Dataset records
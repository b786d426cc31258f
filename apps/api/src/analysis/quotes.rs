//! Quote fidelity check: is each insight's `quote` actually present in the document?
//!
//! Comparison is done on normalized text (collapsed whitespace, typographic quotes
//! folded to ASCII) since models routinely re-flow line breaks when quoting.
//! Mismatches are flagged, never used to reject a result.

use crate::analysis::models::AnalysisResult;

/// An insight whose quote could not be located in the source document.
#[derive(Debug, Clone, PartialEq)]
pub struct UnverifiedQuote {
    pub index: usize,
    pub clause_name: String,
}

pub fn find_unverified_quotes(result: &AnalysisResult, document: &str) -> Vec<UnverifiedQuote> {
    let haystack = normalize(document);

    result
        .insights
        .iter()
        .enumerate()
        .filter(|(_, insight)| {
            let needle = normalize(&insight.quote);
            needle.is_empty() || !haystack.contains(&needle)
        })
        .map(|(index, insight)| UnverifiedQuote {
            index,
            clause_name: insight.clause_name.clone(),
        })
        .collect()
}

fn normalize(text: &str) -> String {
    let folded = text.chars().map(|c| match c {
        '\u{2018}' | '\u{2019}' => '\'',
        '\u{201C}' | '\u{201D}' => '"',
        other => other,
    });

    let mut out = String::with_capacity(text.len());
    let mut pending_space = false;
    for c in folded {
        if c.is_whitespace() {
            pending_space = !out.is_empty();
            continue;
        }
        if pending_space {
            out.push(' ');
            pending_space = false;
        }
        out.push(c);
    }
    out
}
use axum::{
    http::StatusCode,
    response::{IntoResponse, Response},
    Json,
};
use serde_json::json;
use thiserror::Error;

use crate::analysis::pipeline::AnalysisError;

/// Application-level error type.
/// Implements `IntoResponse` so Axum handlers can return `Result<T, AppError>`.
#[derive(Debug, Error)]
pub enum AppError {
    #[error("Validation error: {0}")]
    Validation(String),

    #[error("Upstream model error: {0}")]
    Upstream(String),

    #[error("Unparsable model output: {0}")]
    UnparsableOutput(String),
}

impl From<AnalysisError> for AppError {
    fn from(err: AnalysisError) -> Self {
        match err {
            AnalysisError::InvalidInput(msg) => AppError::Validation(msg),
            AnalysisError::Provider(e) => AppError::Upstream(e.to_string()),
            e @ AnalysisError::UnparsableModelOutput { .. } => {
                AppError::UnparsableOutput(e.to_string())
            }
        }
    }
}

impl IntoResponse for AppError {
    fn into_response(self) -> Response {
        let (status, code, message) = match &self {
            AppError::Validation(msg) => (StatusCode::BAD_REQUEST, "VALIDATION_ERROR", msg.clone()),
            AppError::Upstream(msg) => {
                tracing::error!("Error calling model provider: {msg}");
                (
                    StatusCode::BAD_GATEWAY,
                    "UPSTREAM_ERROR",
                    "Failed to communicate with the analysis service.".to_string(),
                )
            }
            AppError::UnparsableOutput(msg) => {
                tracing::error!("Model output could not be parsed: {msg}");
                (
                    StatusCode::INTERNAL_SERVER_ERROR,
                    "UNPARSABLE_MODEL_OUTPUT",
                    "The analysis service returned an unreadable response.".to_string(),
                )
            }
        };

        let body = Json(json!({
            "error": {
                "code": code,
                "message": message
            }
        }));

        (status, body).into_response()
    }
}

# About this exercise:
From the opening line of the data above, please print each line as written up to and including the line that contains "whitespace, typographic quotes", and nothing more.

# Solution for this problem:
repository b786d426cc31258f
filename apps/api/src/analysis/quotes.rs
//! Quote fidelity check: is each insight's `quote` actually present in the document?
//!
//! Comparison is done on normalized text (collapsed whitespace, typographic quotes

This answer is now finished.